- Saved data entries:
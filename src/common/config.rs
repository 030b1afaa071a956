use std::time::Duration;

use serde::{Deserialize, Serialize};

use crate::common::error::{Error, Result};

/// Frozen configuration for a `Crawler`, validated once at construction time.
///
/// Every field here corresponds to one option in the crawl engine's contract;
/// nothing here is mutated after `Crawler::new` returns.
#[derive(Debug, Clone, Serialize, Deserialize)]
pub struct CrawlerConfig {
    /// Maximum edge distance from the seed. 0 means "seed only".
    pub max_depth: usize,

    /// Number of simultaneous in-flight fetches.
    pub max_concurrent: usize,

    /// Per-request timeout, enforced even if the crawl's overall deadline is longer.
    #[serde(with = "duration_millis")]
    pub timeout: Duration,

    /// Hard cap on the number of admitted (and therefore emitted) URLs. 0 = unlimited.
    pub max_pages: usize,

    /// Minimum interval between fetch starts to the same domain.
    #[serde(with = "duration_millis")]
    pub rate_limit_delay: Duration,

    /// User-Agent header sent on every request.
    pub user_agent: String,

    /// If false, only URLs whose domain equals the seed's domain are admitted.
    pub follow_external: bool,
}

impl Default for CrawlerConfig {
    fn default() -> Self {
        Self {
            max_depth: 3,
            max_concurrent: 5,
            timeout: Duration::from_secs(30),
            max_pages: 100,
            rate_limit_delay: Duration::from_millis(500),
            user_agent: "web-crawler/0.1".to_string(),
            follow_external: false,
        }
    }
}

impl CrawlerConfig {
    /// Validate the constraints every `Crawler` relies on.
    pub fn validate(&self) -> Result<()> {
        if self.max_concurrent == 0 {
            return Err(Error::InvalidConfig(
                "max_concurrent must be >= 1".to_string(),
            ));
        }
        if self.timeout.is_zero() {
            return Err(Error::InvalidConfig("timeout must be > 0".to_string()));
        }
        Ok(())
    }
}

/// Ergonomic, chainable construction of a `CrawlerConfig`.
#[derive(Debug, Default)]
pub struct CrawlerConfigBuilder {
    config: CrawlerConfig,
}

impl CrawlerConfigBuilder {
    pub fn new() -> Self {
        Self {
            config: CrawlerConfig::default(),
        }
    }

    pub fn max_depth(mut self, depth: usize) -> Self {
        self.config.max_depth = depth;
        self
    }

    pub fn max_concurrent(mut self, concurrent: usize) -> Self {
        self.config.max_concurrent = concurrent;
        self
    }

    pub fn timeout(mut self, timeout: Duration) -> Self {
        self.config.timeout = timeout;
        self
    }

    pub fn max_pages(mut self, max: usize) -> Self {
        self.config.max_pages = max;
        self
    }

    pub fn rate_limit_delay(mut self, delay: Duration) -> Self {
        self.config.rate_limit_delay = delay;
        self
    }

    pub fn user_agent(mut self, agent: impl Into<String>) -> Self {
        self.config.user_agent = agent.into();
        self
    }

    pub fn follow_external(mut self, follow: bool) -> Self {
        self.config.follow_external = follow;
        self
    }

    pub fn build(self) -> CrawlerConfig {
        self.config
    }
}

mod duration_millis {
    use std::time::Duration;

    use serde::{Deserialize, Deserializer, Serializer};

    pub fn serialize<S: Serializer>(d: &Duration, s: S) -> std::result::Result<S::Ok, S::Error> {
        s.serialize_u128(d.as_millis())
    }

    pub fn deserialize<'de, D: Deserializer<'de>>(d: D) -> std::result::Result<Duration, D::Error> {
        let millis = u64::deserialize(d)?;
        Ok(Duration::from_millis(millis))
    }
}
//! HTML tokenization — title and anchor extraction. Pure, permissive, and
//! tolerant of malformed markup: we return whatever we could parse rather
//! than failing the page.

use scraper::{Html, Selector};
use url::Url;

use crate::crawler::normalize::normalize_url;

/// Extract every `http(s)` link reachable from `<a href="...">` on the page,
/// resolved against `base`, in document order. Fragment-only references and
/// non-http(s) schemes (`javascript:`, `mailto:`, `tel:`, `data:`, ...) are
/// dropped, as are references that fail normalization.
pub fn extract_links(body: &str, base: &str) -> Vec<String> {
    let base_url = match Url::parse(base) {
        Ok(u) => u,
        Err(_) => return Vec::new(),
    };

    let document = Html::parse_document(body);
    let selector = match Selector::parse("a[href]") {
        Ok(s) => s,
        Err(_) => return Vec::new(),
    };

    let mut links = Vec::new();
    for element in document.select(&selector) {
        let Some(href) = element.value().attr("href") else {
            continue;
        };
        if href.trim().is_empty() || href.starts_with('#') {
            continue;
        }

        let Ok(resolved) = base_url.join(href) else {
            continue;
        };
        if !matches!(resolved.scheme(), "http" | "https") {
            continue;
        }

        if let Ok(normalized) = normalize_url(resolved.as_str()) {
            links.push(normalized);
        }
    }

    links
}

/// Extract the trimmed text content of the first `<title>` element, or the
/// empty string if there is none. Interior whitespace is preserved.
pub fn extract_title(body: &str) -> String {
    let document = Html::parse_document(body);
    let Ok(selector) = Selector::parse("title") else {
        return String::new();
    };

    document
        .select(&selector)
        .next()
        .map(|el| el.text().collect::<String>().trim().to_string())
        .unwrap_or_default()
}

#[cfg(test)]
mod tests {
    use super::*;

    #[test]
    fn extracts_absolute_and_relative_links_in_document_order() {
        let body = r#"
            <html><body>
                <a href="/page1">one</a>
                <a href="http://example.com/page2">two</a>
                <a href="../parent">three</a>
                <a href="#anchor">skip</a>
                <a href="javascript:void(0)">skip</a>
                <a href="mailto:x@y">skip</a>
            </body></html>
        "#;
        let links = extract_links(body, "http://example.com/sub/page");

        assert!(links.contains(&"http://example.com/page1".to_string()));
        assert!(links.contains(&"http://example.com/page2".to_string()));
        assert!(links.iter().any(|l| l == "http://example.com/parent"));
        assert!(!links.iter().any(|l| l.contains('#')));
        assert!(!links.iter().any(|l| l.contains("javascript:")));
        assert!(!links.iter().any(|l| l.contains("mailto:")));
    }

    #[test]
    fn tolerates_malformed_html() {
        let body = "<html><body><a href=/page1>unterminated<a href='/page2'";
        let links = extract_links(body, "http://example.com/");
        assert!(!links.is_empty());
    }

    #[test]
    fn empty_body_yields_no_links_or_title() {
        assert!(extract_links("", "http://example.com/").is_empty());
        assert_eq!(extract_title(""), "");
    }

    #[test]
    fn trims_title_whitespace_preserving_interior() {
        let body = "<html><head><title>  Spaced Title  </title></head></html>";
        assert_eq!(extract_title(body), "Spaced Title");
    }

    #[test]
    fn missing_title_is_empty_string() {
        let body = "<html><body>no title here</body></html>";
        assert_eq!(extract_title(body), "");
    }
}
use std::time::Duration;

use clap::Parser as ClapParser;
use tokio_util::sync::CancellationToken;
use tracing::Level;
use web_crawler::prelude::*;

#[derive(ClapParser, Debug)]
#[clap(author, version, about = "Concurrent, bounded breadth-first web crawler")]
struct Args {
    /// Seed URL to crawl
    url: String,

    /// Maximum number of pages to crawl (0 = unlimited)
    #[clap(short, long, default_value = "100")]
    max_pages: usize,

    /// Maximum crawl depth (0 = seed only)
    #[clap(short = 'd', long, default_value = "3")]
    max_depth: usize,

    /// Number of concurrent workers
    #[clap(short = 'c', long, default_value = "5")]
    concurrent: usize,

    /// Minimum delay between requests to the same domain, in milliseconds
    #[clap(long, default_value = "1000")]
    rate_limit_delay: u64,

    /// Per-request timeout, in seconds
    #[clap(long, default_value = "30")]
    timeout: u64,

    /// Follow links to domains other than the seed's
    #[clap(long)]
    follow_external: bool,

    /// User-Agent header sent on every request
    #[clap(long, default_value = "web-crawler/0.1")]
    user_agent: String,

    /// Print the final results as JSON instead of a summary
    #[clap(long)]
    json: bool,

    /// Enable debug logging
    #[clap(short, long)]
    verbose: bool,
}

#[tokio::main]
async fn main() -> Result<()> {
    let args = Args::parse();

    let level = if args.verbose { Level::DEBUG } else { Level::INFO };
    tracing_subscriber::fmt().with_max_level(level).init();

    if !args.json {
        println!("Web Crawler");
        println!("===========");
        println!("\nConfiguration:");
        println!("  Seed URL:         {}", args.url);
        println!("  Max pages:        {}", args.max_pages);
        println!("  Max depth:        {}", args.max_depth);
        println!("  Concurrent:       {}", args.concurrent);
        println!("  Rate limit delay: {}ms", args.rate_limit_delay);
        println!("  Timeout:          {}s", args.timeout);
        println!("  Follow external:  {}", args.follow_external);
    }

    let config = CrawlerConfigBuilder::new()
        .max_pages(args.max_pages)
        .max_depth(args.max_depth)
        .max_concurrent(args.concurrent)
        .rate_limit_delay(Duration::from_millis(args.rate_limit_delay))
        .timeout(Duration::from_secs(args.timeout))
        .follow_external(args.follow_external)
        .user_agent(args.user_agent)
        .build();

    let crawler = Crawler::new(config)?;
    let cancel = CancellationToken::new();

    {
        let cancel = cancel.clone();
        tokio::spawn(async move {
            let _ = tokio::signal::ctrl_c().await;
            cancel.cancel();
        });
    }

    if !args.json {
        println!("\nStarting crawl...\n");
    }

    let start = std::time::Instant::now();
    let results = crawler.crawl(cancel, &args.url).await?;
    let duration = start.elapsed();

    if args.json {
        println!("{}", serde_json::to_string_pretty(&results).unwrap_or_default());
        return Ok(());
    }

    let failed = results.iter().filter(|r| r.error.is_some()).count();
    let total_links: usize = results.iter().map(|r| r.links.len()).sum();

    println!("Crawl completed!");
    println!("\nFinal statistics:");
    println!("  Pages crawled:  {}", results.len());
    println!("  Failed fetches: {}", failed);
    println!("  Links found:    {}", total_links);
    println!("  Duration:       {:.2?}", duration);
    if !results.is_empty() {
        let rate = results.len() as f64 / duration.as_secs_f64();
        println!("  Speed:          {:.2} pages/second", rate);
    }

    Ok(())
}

- TASK REQUIREMENTS: Among the lines above, find those holding "first" and copy each one.

- EXERCISE RESPONSE:
/// Extract the trimmed text content of the first `<title>` element, or the
#[clap(author, version, about = "Concurrent, bounded breadth-first web crawler")]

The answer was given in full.